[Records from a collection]
--*--

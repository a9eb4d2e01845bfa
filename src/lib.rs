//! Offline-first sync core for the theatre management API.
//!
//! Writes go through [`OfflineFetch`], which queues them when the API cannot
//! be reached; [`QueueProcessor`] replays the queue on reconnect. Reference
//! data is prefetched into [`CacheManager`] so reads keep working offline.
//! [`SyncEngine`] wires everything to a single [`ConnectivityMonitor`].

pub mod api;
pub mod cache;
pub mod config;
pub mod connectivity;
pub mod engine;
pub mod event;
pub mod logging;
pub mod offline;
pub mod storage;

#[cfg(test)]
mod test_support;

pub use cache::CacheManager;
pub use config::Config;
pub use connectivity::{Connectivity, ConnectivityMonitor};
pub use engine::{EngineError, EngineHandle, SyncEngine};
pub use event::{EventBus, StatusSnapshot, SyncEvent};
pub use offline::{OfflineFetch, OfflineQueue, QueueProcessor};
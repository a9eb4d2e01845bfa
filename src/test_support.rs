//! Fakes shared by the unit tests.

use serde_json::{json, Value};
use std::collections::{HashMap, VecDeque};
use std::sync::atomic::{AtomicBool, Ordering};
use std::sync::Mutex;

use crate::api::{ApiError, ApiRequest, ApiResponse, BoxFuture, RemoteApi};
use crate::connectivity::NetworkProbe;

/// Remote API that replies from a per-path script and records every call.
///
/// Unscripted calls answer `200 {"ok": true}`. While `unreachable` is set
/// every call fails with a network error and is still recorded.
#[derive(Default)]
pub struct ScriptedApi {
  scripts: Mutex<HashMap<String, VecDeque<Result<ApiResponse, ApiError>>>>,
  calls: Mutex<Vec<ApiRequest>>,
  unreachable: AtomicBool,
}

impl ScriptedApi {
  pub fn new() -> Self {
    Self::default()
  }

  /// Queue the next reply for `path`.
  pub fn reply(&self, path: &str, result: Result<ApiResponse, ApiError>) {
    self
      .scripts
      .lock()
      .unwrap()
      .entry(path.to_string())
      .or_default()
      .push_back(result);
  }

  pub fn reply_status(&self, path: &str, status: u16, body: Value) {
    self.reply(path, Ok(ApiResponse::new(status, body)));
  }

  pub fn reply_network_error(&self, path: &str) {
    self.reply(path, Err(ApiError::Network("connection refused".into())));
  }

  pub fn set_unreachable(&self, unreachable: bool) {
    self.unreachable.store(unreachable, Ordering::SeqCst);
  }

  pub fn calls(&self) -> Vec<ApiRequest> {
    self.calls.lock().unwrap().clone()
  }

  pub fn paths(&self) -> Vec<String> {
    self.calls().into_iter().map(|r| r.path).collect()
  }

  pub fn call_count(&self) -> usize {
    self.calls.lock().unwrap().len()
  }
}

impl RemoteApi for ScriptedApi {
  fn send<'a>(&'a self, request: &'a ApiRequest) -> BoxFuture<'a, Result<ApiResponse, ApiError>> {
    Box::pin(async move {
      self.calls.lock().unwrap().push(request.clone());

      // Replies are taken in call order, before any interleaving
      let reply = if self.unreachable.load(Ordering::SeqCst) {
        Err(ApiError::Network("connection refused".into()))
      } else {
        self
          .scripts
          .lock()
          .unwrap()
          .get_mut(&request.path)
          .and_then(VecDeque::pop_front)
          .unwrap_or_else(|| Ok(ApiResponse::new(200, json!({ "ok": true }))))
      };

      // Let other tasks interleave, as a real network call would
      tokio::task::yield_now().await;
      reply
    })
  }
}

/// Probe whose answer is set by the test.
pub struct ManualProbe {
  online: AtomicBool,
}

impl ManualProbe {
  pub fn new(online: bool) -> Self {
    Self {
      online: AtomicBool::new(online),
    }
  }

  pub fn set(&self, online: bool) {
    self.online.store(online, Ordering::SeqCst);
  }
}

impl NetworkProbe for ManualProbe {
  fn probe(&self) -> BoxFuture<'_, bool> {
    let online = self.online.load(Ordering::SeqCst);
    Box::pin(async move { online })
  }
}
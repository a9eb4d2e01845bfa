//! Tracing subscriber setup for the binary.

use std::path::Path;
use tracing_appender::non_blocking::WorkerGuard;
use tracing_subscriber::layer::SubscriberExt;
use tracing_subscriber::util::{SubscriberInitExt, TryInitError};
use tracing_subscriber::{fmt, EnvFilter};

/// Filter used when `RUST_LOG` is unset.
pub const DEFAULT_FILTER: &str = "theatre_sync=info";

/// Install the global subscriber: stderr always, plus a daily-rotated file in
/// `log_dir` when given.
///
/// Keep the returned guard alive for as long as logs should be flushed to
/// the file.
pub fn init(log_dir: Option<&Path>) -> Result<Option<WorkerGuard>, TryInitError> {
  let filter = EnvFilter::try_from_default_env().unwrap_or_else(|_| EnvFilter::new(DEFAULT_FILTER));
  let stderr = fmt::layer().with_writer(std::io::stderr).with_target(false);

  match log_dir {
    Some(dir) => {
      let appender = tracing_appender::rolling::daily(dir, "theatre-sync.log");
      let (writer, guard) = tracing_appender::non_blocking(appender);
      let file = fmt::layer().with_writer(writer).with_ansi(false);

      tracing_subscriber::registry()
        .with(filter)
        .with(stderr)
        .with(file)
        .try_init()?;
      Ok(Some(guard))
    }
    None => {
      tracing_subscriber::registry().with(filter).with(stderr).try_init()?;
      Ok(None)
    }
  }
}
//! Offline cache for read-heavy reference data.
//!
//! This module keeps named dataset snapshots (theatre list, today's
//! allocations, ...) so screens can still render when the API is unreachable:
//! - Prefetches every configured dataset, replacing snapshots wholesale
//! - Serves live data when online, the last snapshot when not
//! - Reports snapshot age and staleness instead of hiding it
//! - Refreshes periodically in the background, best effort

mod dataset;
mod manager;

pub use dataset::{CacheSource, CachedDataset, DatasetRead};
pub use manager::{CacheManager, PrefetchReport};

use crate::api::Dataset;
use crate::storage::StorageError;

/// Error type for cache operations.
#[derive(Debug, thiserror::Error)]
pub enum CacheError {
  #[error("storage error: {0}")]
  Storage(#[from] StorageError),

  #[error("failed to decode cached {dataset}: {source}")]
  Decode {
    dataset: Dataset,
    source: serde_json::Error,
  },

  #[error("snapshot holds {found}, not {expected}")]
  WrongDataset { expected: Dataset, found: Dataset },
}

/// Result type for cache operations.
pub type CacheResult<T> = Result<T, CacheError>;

--*--

• **Directions for this task**
Within the records above, each line containing "VecDeque" is to be returned.

• **Answer**
use std::collections::{HashMap, VecDeque};
  scripts: Mutex<HashMap<String, VecDeque<Result<ApiResponse, ApiError>>>>,
          .and_then(VecDeque::pop_front)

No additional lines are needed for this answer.